━━━━━ SUPPLIED DATA

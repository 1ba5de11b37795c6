use std::collections::HashMap;
use std::sync::{Arc, RwLock};

use async_trait::async_trait;
use chrono::Utc;
use tracing::{debug, info};

use crate::backing::ConversationBackingState;
use crate::session::store::{Session, SessionStore, SessionStoreError};

/// In-memory implementation of SessionStore. Sessions live for the process lifetime at most.
#[derive(Debug, Default)]
pub struct InMemorySessionStore {
    /// Thread-safe storage of sessions
    sessions: Arc<RwLock<HashMap<String, Session>>>,
}

impl InMemorySessionStore {
    pub fn new() -> Self {
        Self::default()
    }
}

#[async_trait]
impl SessionStore for InMemorySessionStore {
    async fn create_session(
        &self,
        id: String,
        chat: ConversationBackingState,
    ) -> Result<Session, SessionStoreError> {
        let session = Session::new(id.clone(), chat);

        let mut sessions = self.sessions.write().map_err(|e| {
            SessionStoreError::StorageError(format!("Failed to acquire write lock: {}", e))
        })?;

        if sessions.contains_key(&id) {
            return Err(SessionStoreError::StorageError(format!(
                "Session already exists: {}",
                id
            )));
        }

        sessions.insert(id, session.clone());
        debug!(session_id = %session.id, "Created session");

        Ok(session)
    }

    async fn get_session(&self, id: &str) -> Result<Session, SessionStoreError> {
        let sessions = self.sessions.read().map_err(|e| {
            SessionStoreError::StorageError(format!("Failed to acquire read lock: {}", e))
        })?;

        let session = sessions
            .get(id)
            .cloned()
            .ok_or_else(|| SessionStoreError::NotFound(id.to_string()))?;

        if session.is_expired() {
            return Err(SessionStoreError::NotFound(format!("Session expired: {}", id)));
        }

        Ok(session)
    }

    async fn save_session(&self, session: Session) -> Result<(), SessionStoreError> {
        let mut sessions = self.sessions.write().map_err(|e| {
            SessionStoreError::StorageError(format!("Failed to acquire write lock: {}", e))
        })?;

        sessions.insert(session.id.clone(), session);
        Ok(())
    }

    async fn delete_session(&self, id: &str) -> Result<(), SessionStoreError> {
        let mut sessions = self.sessions.write().map_err(|e| {
            SessionStoreError::StorageError(format!("Failed to acquire write lock: {}", e))
        })?;

        if sessions.remove(id).is_none() {
            return Err(SessionStoreError::NotFound(id.to_string()));
        }

        debug!(session_id = %id, "Deleted session");
        Ok(())
    }

    async fn cleanup_expired_sessions(&self) -> Result<usize, SessionStoreError> {
        let mut sessions = self.sessions.write().map_err(|e| {
            SessionStoreError::StorageError(format!("Failed to acquire write lock: {}", e))
        })?;

        let now = Utc::now();
        let before = sessions.len();
        sessions.retain(|_, session| !session.is_expired_at(now));
        let count = before - sessions.len();

        if count > 0 {
            info!(count, "Cleaned up expired sessions");
        }

        Ok(count)
    }

    async fn list_sessions(&self) -> Result<Vec<Session>, SessionStoreError> {
        let sessions = self.sessions.read().map_err(|e| {
            SessionStoreError::StorageError(format!("Failed to acquire read lock: {}", e))
        })?;

        let now = Utc::now();
        let active_sessions: Vec<Session> = sessions
            .values()
            .filter(|session| !session.is_expired_at(now))
            .cloned()
            .collect();

        debug!(count = active_sessions.len(), "Listed active sessions");
        Ok(active_sessions)
    }
}
use serde::Serialize;

/// A labelled system role offered in the role picker
#[derive(Debug, Clone, Copy, Serialize, PartialEq, Eq)]
pub struct RolePreset {
    pub label: &'static str,
    pub role: &'static str,
}

const PRESETS: &[RolePreset] = &[
    RolePreset {
        label: "Assistant",
        role: "You are a helpful assistant. You help the user to find the information they need.\n\
               If the user type a question, you answer it.\n",
    },
    RolePreset {
        label: "English-French Interpreter",
        role: "You are an interpreter. You translate from English to French and from French to English.\n\
               If the user type a French text, you translate it into English.\n\
               If the user type an English text, you translate it into French.\n\
               If the text contains only one to three words, give some examples of usage of these words in English.\n",
    },
    RolePreset {
        label: "Travel Guide",
        role: "You are a travel guide. If the user type the name of a country or of a town,\n\
               you tell them what are the main places to visit in the country or the town\n\
               and you tell them the average price of a meal.\n",
    },
    RolePreset {
        label: "Local Search",
        role: "You specialize in local searches: restaurants, cafes, hotels, tourist sites.\n\
               Give concrete places with their neighbourhood and what they are known for.\n",
    },
    RolePreset {
        label: "Rust Developer",
        role: "You are a professional software developer specialized in Rust.\n\
               If the user asks for code, provide a complete, working and well commented snippet.\n\
               If the user asks about a concept, give a clear, concise and technically precise answer with relevant examples.\n",
    },
    RolePreset {
        label: "Financial Advisor",
        role: "You are a financial advisor. You give general advice on personal finance,\n\
               investing and budgeting. Always start your answer with:\n\
               \"This is not personalized financial advice. Consult a certified professional.\"\n",
    },
    RolePreset {
        label: "Creative Writer",
        role: "You are a creative writer and storyteller. When the user gives a subject or a theme,\n\
               write a short story or poem built around it.\n\
               Always use evocative language and focus on narrative elements.\n",
    },
];

/// All predefined roles, in display order
pub fn presets() -> &'static [RolePreset] {
    PRESETS
}

/// Looks a preset up by its label, ignoring case
pub fn find(label: &str) -> Option<&'static RolePreset> {
    PRESETS
        .iter()
        .find(|preset| preset.label.eq_ignore_ascii_case(label))
}
use async_trait::async_trait;
use reqwest::header::CONTENT_TYPE;
use reqwest::Client;
use tracing::debug;

use crate::config::{ApiKeySource, GeminiConfig};
use crate::errors::{ChatError, ChatResult};

/// Status line and body of one API response, fully read
#[derive(Debug, Clone, PartialEq, Eq)]
pub struct RawResponse {
    pub status: u16,
    pub reason: String,
    pub body: String,
}

impl RawResponse {
    pub fn is_success(&self) -> bool {
        self.status == 200
    }
}

/// Sends a serialized request document to the model endpoint
#[async_trait]
pub trait LlmTransport: Send + Sync {
    async fn send(&self, body: String) -> ChatResult<RawResponse>;
}

/// Client for the Gemini generateContent endpoint
#[derive(Debug, Clone)]
pub struct GeminiClient {
    client: Client,
    endpoint: String,
    api_key: String,
}

impl GeminiClient {
    /// Create a new client. The key is resolved once, here.
    pub fn new(config: &GeminiConfig, key_source: &dyn ApiKeySource) -> ChatResult<Self> {
        let api_key = config.resolve_api_key(key_source)?;

        let endpoint = format!(
            "{}/v1beta/models/{}:generateContent",
            config.base_url().trim_end_matches('/'),
            config.model_name()
        );

        Ok(Self {
            client: Client::new(),
            endpoint,
            api_key,
        })
    }

    /// Endpoint URL without the key
    pub fn endpoint(&self) -> &str {
        &self.endpoint
    }
}

#[async_trait]
impl LlmTransport for GeminiClient {
    async fn send(&self, body: String) -> ChatResult<RawResponse> {
        debug!(endpoint = %self.endpoint, bytes = body.len(), "Sending generateContent request");

        let response = self
            .client
            .post(&self.endpoint)
            .query(&[("key", self.api_key.as_str())])
            .header(CONTENT_TYPE, "application/json")
            .body(body)
            .send()
            .await
            // The error's URL would carry the key.
            .map_err(|e| ChatError::Transport(format!("Failed to send request: {}", e.without_url())))?;

        let status = response.status();
        // Reading the body to the end hands the connection back to the pool.
        let body = response.text().await.map_err(|e| {
            ChatError::Transport(format!("Failed to read response body: {}", e.without_url()))
        })?;

        debug!(status = status.as_u16(), bytes = body.len(), "Received response");

        Ok(RawResponse {
            status: status.as_u16(),
            reason: status.canonical_reason().unwrap_or("").to_string(),
            body,
        })
    }
}
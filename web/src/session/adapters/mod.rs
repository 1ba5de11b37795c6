mod in_memory;

pub use in_memory::InMemorySessionStore;
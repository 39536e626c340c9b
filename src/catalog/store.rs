use super::actions::{self, CatalogAction};
use super::reducer::{reduce, CatalogState};
use crate::environment::types::{CharacterId, NewCharacter};
use crate::environment::Environment;

/// The catalog operations as data. Evaluating a command performs whatever
/// I/O it needs and resolves to the action that gets folded into the store.
#[derive(Clone, Debug)]
pub enum Command {
    GetCharacters,
    GetCharacterDetail(CharacterId),
    CreateCharacter(NewCharacter),
    DeleteCharacter(CharacterId),
    GetShips,
}

/// Holds the current [`CatalogState`] snapshot and pushes every new one to
/// its subscribers. Dispatching is synchronous: one action is fully folded
/// before the next one can observe the state.
pub struct Store {
    state: CatalogState,
    subscribers: Vec<flume::Sender<CatalogState>>,
}

impl Store {
    pub fn new() -> Self {
        Self {
            state: CatalogState::default(),
            subscribers: Vec::new(),
        }
    }

    pub fn state(&self) -> &CatalogState {
        &self.state
    }

    /// Folds one action into the current snapshot and notifies subscribers.
    pub fn dispatch(&mut self, action: CatalogAction) {
        self.state = reduce(&self.state, &action);
        let snapshot = &self.state;
        self.subscribers
            .retain(|subscriber| subscriber.send(snapshot.clone()).is_ok());
    }

    /// Evaluates a command against the environment, then dispatches the
    /// resulting action. A transport failure propagates to the caller and
    /// nothing is dispatched.
    pub async fn run(&mut self, command: Command, environment: &Environment) -> Result<(), String> {
        let action = match command {
            Command::GetCharacters => actions::get_characters(environment).await?,
            Command::GetCharacterDetail(id) => {
                actions::get_character_detail(environment, id).await?
            }
            Command::CreateCharacter(character) => {
                actions::create_character(environment, character)
            }
            Command::DeleteCharacter(id) => actions::delete_character(id),
            Command::GetShips => actions::get_ships(environment).await?,
        };
        self.dispatch(action);
        Ok(())
    }

    /// A channel receiving every snapshot produced after this call. This is
    /// where a view layer would attach.
    pub fn subscribe(&mut self) -> flume::Receiver<CatalogState> {
        let (sender, receiver) = flume::unbounded();
        self.subscribers.push(sender);
        receiver
    }
}

impl Default for Store {
    fn default() -> Self {
        Self::new()
    }
}
use std::sync::Arc;

use async_trait::async_trait;
use url::Url;

use super::types::{Character, CharacterId, Ship};

/// The backend of the catalog service the exercise ships with.
const DEFAULT_BASE_URL: &str = "http://localhost:3001";

/// The two endpoints the catalog service exposes. This is the seam for test
/// doubles; production code goes through [`HttpApi`].
#[async_trait]
pub trait CatalogApi: Send + Sync {
    async fn characters(&self) -> Result<Vec<Character>, String>;

    /// The backend answers an empty JSON object for an unknown id. That is
    /// mapped to `Ok(None)` and treated as data, not as an error.
    async fn character(&self, id: CharacterId) -> Result<Option<Character>, String>;
}

#[derive(Clone)]
pub struct Model {
    pub base_url: String,
    client: Arc<dyn CatalogApi>,
}

impl std::fmt::Debug for Model {
    fn fmt(&self, f: &mut std::fmt::Formatter<'_>) -> std::fmt::Result {
        f.debug_struct("Model").finish()
    }
}

impl Default for Model {
    fn default() -> Self {
        Self::new(DEFAULT_BASE_URL.to_string())
    }
}

impl Model {
    pub fn new(base_url: String) -> Self {
        let client = HttpApi::new(base_url.clone());
        Self {
            base_url,
            client: Arc::new(client),
        }
    }

    /// Swap in a different transport, e.g. an in-memory double.
    pub fn with_api(base_url: String, client: Arc<dyn CatalogApi>) -> Self {
        Self { base_url, client }
    }

    pub async fn characters(&self) -> Result<Vec<Character>, String> {
        self.client.characters().await
    }

    pub async fn character(&self, id: CharacterId) -> Result<Option<Character>, String> {
        self.client.character(id).await
    }

    /// Fetches all characters and projects each to its ship.
    pub async fn ships(&self) -> Result<Vec<Ship>, String> {
        let characters = self.client.characters().await?;
        Ok(characters.iter().map(Character::ship).collect())
    }
}

pub struct HttpApi {
    base_url: String,
    http: reqwest::Client,
}

impl HttpApi {
    pub fn new(base_url: String) -> Self {
        Self {
            base_url,
            http: reqwest::Client::new(),
        }
    }

    fn endpoint(&self, path: &str) -> Result<Url, String> {
        Url::parse(&self.base_url)
            .and_then(|base| base.join(path))
            .string_error("endpoint")
    }
}

#[async_trait]
impl CatalogApi for HttpApi {
    async fn characters(&self) -> Result<Vec<Character>, String> {
        let url = self.endpoint("characters")?;
        self.http
            .get(url)
            .send()
            .await
            .string_error("characters")?
            .error_for_status()
            .string_error("characters")?
            .json::<Vec<Character>>()
            .await
            .string_error("characters")
    }

    async fn character(&self, id: CharacterId) -> Result<Option<Character>, String> {
        let url = self.endpoint(&format!("character/{id}"))?;
        let value: serde_json::Value = self
            .http
            .get(url)
            .send()
            .await
            .string_error("character")?
            .error_for_status()
            .string_error("character")?
            .json()
            .await
            .string_error("character")?;
        if value.as_object().map_or(false, |object| object.is_empty()) {
            return Ok(None);
        }
        serde_json::from_value(value)
            .map(Some)
            .string_error("character")
    }
}

trait ResultExt {
    type Output;
    fn string_error(self, call: &'static str) -> Result<Self::Output, String>;
}

impl<T, E: std::fmt::Debug> ResultExt for Result<T, E> {
    type Output = T;
    fn string_error(self, call: &'static str) -> Result<T, String> {
        self.map_err(|e| {
            let string_error = format!("API Error: {call} {e:?}");
            log::error!("{string_error}");
            string_error
        })
    }
}
pub mod actions;
pub mod reducer;
pub mod store;

pub use actions::{ActionFuture, CatalogAction};
pub use reducer::{reduce, CatalogState};
pub use store::{Command, Store};
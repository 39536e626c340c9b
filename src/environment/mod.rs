pub mod model;
pub mod types;

pub use model::Model;

use std::sync::atomic::{AtomicU64, Ordering};
use std::sync::Arc;

use types::CharacterId;

/// The seed data occupies ids 1-3; locally created characters start right
/// above so they never collide with it.
const FIRST_CREATED_ID: u64 = 4;

/// Everything the action layer needs to do its work: the API model and the
/// id sequence for locally created characters. Clones share the sequence.
#[derive(Clone)]
pub struct Environment {
    pub model: Model,
    character_ids: Arc<AtomicU64>,
}

impl std::fmt::Debug for Environment {
    fn fmt(&self, f: &mut std::fmt::Formatter<'_>) -> std::fmt::Result {
        f.debug_struct("Environment").finish()
    }
}

impl Default for Environment {
    fn default() -> Self {
        Self::new(Model::default())
    }
}

impl Environment {
    pub fn new(model: Model) -> Self {
        Self {
            model,
            character_ids: Arc::new(AtomicU64::new(FIRST_CREATED_ID)),
        }
    }

    pub fn update_model(&mut self, model: Model) {
        self.model = model;
    }

    /// Strictly increasing, starting at 4 for a fresh environment.
    pub fn next_character_id(&self) -> CharacterId {
        CharacterId(self.character_ids.fetch_add(1, Ordering::SeqCst))
    }
}
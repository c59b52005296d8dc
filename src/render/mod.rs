//! Rendering on top of raylib.
//!
//! Re-exports:
//! - `textures`: sprite textures with procedural fallbacks
//! - `sprites`: tile and player drawing

pub mod textures;
pub mod sprites;
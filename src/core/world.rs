//! Per-frame simulation: input, gravity, then vertical and horizontal
//! collision passes, then the play-area floor.
use crate::config::PhysicsConfig;
use crate::core::input::InputState;
use crate::core::level::Tile;
use crate::core::physics::{
    apply_gravity, apply_vel_x, apply_vel_y, clamp_to_floor, move_player, resolve_collisions_x,
    resolve_collisions_y,
};
use crate::core::player::Player;

/// What happened during one [`World::step`].
#[derive(Debug, Clone, Copy, Default, PartialEq, Eq)]
pub struct StepEvents {
    pub jumped: bool,
    pub landed: bool,
    pub hit_ceiling: bool,
    pub hit_wall: bool,
}

pub struct World {
    pub player: Player,
    tiles: Vec<Tile>,
    physics: PhysicsConfig,
    grounded: bool,
}

impl World {
    pub fn new(tiles: Vec<Tile>, physics: PhysicsConfig, player: Player) -> Self {
        Self { player, tiles, physics, grounded: false }
    }

    pub fn tiles(&self) -> &[Tile] {
        &self.tiles
    }

    pub fn is_grounded(&self) -> bool {
        self.grounded
    }

    /// Advances one frame. `floor` is the bottom of the play area in pixels.
    pub fn step(&mut self, input: InputState, dt: f32, floor: f32) -> StepEvents {
        let dt = dt.clamp(0.0, self.physics.max_frame_time);
        let mut events = StepEvents { jumped: input.jump, ..Default::default() };

        move_player(&mut self.player, &input, &self.physics);
        apply_gravity(&mut self.player, &self.physics);

        apply_vel_y(&mut self.player, dt);
        let contact = resolve_collisions_y(&mut self.player, &self.tiles);
        apply_vel_x(&mut self.player, dt);
        events.hit_wall = resolve_collisions_x(&mut self.player, &self.tiles);

        let on_floor = clamp_to_floor(&mut self.player, floor);
        let grounded = contact.floor || on_floor;

        events.hit_ceiling = contact.ceiling;
        events.landed = grounded && !self.grounded;
        self.grounded = grounded;

        events
    }
}

#[cfg(test)]
mod tests {
    use super::*;
    use crate::core::level::Level;

    const DT: f32 = 1.0 / 60.0;
    const FLOOR: f32 = 400.0;

    fn builtin_world() -> World {
        World::new(
            Level::builtin().tiles(32.0),
            PhysicsConfig::default(),
            Player::new(10.0, -200.0),
        )
    }

    fn run(world: &mut World, input: InputState, frames: usize) -> Vec<StepEvents> {
        (0..frames).map(|_| world.step(input, DT, FLOOR)).collect()
    }

    #[test]
    fn player_falls_onto_builtin_ground() {
        let mut world = builtin_world();
        let events = run(&mut world, InputState::default(), 120);

        assert_eq!(world.player.rect.y, 96.0);
        assert_eq!(world.player.rect.x, 10.0);
        assert!(world.is_grounded());
        assert_eq!(events.iter().filter(|e| e.landed).count(), 1);
        assert!(!events[0].landed);
    }

    #[test]
    fn raised_tile_blocks_walking_right() {
        let mut world = builtin_world();
        run(&mut world, InputState::default(), 120);

        let right = InputState { right: true, ..Default::default() };
        let events = run(&mut world, right, 120);

        assert_eq!(world.player.rect.x, 40.0);
        assert_eq!(world.player.rect.y, 96.0);
        assert!(events.iter().any(|e| e.hit_wall));
    }

    #[test]
    fn walking_left_faces_left() {
        let mut world = builtin_world();
        run(&mut world, InputState::default(), 120);
        run(&mut world, InputState { left: true, ..Default::default() }, 2);
        assert_eq!(world.player.dir, crate::core::player::Direction::Left);
        assert!(world.player.rect.x < 10.0);
    }

    #[test]
    fn jump_leaves_the_ground() {
        let mut world = builtin_world();
        run(&mut world, InputState::default(), 120);

        let ev = world.step(InputState { jump: true, ..Default::default() }, DT, FLOOR);
        assert!(ev.jumped);
        assert_eq!(world.player.vel.y, -268.0);
        assert!(world.player.rect.y < 96.0);
        assert!(!world.is_grounded());

        let events = run(&mut world, InputState::default(), 120);
        assert_eq!(world.player.rect.y, 96.0);
        assert_eq!(events.iter().filter(|e| e.landed).count(), 1);
    }

    #[test]
    fn long_frame_while_standing_keeps_player_on_ground() {
        let mut world = builtin_world();
        run(&mut world, InputState::default(), 120);
        assert_eq!(world.player.vel.y, 600.0);

        world.step(InputState::default(), 0.05, FLOOR);
        assert_eq!(world.player.rect.y, 96.0);
        assert!(world.is_grounded());

        run(&mut world, InputState::default(), 60);
        assert_eq!(world.player.rect.y, 96.0);
    }

    #[test]
    fn empty_world_rests_on_play_area_floor() {
        let mut world = World::new(Vec::new(), PhysicsConfig::default(), Player::new(0.0, 0.0));
        run(&mut world, InputState::default(), 200);
        assert_eq!(world.player.rect.y, 368.0);
        assert!(world.is_grounded());
    }

    #[test]
    fn frame_time_is_clamped() {
        let mut world = World::new(Vec::new(), PhysicsConfig::default(), Player::new(0.0, 0.0));
        world.step(InputState { right: true, ..Default::default() }, 1.0, FLOOR);
        assert!((world.player.rect.x - 5.0).abs() < 1e-4);

        let x = world.player.rect.x;
        world.step(InputState { right: true, ..Default::default() }, -1.0, FLOOR);
        assert_eq!(world.player.rect.x, x);
    }
}
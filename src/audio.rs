use std::{fs::File, io::BufReader, io::Cursor, io::Read, sync::Arc};

use log::{info, warn};
use rodio::{Decoder, OutputStream, OutputStreamHandle, Sink, Source};

fn load_bytes(path: &str) -> Option<Vec<u8>> {
    let mut f = File::open(path).ok()?;
    let mut buf = Vec::new();
    f.read_to_end(&mut buf).ok()?;
    Some(buf)
}

/// First readable file among `paths`.
fn load_bytes_any(paths: &[&str]) -> Option<Vec<u8>> {
    paths.iter().find_map(|p| load_bytes(p))
}

/// Sound effects. Everything here is optional: without an output device or
/// a sound file the game simply stays silent.
pub struct AudioManager {
    _stream: OutputStream,
    handle: OutputStreamHandle,
    jump: Option<Arc<Vec<u8>>>,
    jump_volume: f32,
}

impl AudioManager {
    pub fn new() -> Option<Self> {
        let (_stream, handle) = match OutputStream::try_default() {
            Ok(pair) => pair,
            Err(e) => {
                warn!("No audio output available: {}", e);
                return None;
            }
        };
        Some(Self {
            _stream,
            handle,
            jump: None,
            jump_volume: 0.6,
        })
    }

    pub fn load_jump(&mut self, paths: &[&str]) {
        self.jump = load_bytes_any(paths).map(Arc::new);
        match &self.jump {
            Some(b) => info!("Loaded jump sound ({} bytes)", b.len()),
            None => warn!("No jump sound found in {:?}", paths),
        }
    }

    pub fn play_jump(&self) {
        // own sink per effect so rapid jumps overlap instead of queueing
        let Some(d) = self.jump.clone() else { return };
        if let Ok(dec) = Decoder::new(BufReader::new(Cursor::new(d.as_ref().clone()))) {
            if let Ok(sink) = Sink::try_new(&self.handle) {
                sink.append(dec.amplify(self.jump_volume.clamp(0.0, 2.0)));
                sink.detach();
            }
        }
    }
}

#[cfg(test)]
mod tests {
    use super::*;
    use std::io::Write;

    #[test]
    fn load_bytes_any_skips_missing_paths() {
        let mut file = tempfile::NamedTempFile::new().unwrap();
        file.write_all(b"RIFF").unwrap();
        let present = file.path().to_str().unwrap();

        let bytes = load_bytes_any(&["/definitely/not/here.wav", present]).unwrap();
        assert_eq!(bytes, b"RIFF");
    }

    #[test]
    fn load_bytes_any_none_when_nothing_exists() {
        assert!(load_bytes_any(&["/definitely/not/here.wav"]).is_none());
        assert!(load_bytes_any(&[]).is_none());
    }
}
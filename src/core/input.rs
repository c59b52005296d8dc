//! Per-frame input snapshot.
use raylib::prelude::*;

#[derive(Debug, Clone, Copy, Default, PartialEq, Eq)]
pub struct InputState {
    pub left: bool,
    pub right: bool,
    /// Only true on the frame the key went down.
    pub jump: bool,
}

impl InputState {
    pub fn poll(rl: &RaylibHandle) -> Self {
        Self {
            left: rl.is_key_down(KeyboardKey::KEY_A) || rl.is_key_down(KeyboardKey::KEY_LEFT),
            right: rl.is_key_down(KeyboardKey::KEY_D) || rl.is_key_down(KeyboardKey::KEY_RIGHT),
            jump: rl.is_key_pressed(KeyboardKey::KEY_SPACE),
        }
    }
}
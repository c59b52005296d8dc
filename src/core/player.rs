//! Player data and hitbox.
use raylib::prelude::*;

pub const PLAYER_SIZE: f32 = 32.0;
pub const HITBOX_OFFSET_X: f32 = 8.0;
pub const HITBOX_OFFSET_Y: f32 = 8.0;
pub const HITBOX_WIDTH: f32 = 16.0;
pub const HITBOX_HEIGHT: f32 = 24.0;

/// Facing direction. The discriminant multiplied into the sprite's source
/// width mirrors it horizontally.
#[derive(Debug, Clone, Copy, PartialEq, Eq)]
pub enum Direction {
    Left = -1,
    Right = 1,
}

impl Direction {
    #[inline]
    pub fn sign(self) -> f32 {
        self as i32 as f32
    }
}

#[derive(Debug, Clone)]
pub struct Player {
    pub rect: Rectangle, // drawn area
    pub vel: Vector2,    // px/s
    pub dir: Direction,
}

impl Player {
    pub fn new(x: f32, y: f32) -> Self {
        Self {
            rect: Rectangle::new(x, y, PLAYER_SIZE, PLAYER_SIZE),
            vel: Vector2::new(0.0, 0.0),
            dir: Direction::Right,
        }
    }

    /// Collision box, narrower and shorter than the drawn sprite.
    pub fn hitbox(&self) -> Rectangle {
        Rectangle::new(
            self.rect.x + HITBOX_OFFSET_X,
            self.rect.y + HITBOX_OFFSET_Y,
            HITBOX_WIDTH,
            HITBOX_HEIGHT,
        )
    }
}

#[cfg(test)]
mod tests {
    use super::*;

    #[test]
    fn new_player_faces_right_at_rest() {
        let p = Player::new(10.0, -200.0);
        assert_eq!(p.dir, Direction::Right);
        assert_eq!((p.vel.x, p.vel.y), (0.0, 0.0));
        assert_eq!((p.rect.width, p.rect.height), (32.0, 32.0));
    }

    #[test]
    fn hitbox_is_inset_from_sprite() {
        let p = Player::new(10.0, 20.0);
        let hb = p.hitbox();
        assert_eq!((hb.x, hb.y, hb.width, hb.height), (18.0, 28.0, 16.0, 24.0));
    }

    #[test]
    fn direction_sign_mirrors() {
        assert_eq!(Direction::Left.sign(), -1.0);
        assert_eq!(Direction::Right.sign(), 1.0);
    }
}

━━━━━━━━━━

### WHAT NEEDS TO BE DONE
Write down again, exactly as given, only the lines above that fall from the line with "and player drawing" to the line with "PhysicsConfig, player: Player)", inclusive.

### SOLUTION TO THIS EXERCISE
//! - `sprites`: tile and player drawing

pub mod textures;
pub mod sprites;
filename src/core/world.rs
//! Per-frame simulation: input, gravity, then vertical and horizontal
//! collision passes, then the play-area floor.
use crate::config::PhysicsConfig;
use crate::core::input::InputState;
use crate::core::level::Tile;
use crate::core::physics::{
    apply_gravity, apply_vel_x, apply_vel_y, clamp_to_floor, move_player, resolve_collisions_x,
    resolve_collisions_y,
};
use crate::core::player::Player;

/// What happened during one [`World::step`].
#[derive(Debug, Clone, Copy, Default, PartialEq, Eq)]
pub struct StepEvents {
    pub jumped: bool,
    pub landed: bool,
    pub hit_ceiling: bool,
    pub hit_wall: bool,
}

pub struct World {
    pub player: Player,
    tiles: Vec<Tile>,
    physics: PhysicsConfig,
    grounded: bool,
}

impl World {
    pub fn new(tiles: Vec<Tile>, physics: PhysicsConfig, player: Player) -> Self {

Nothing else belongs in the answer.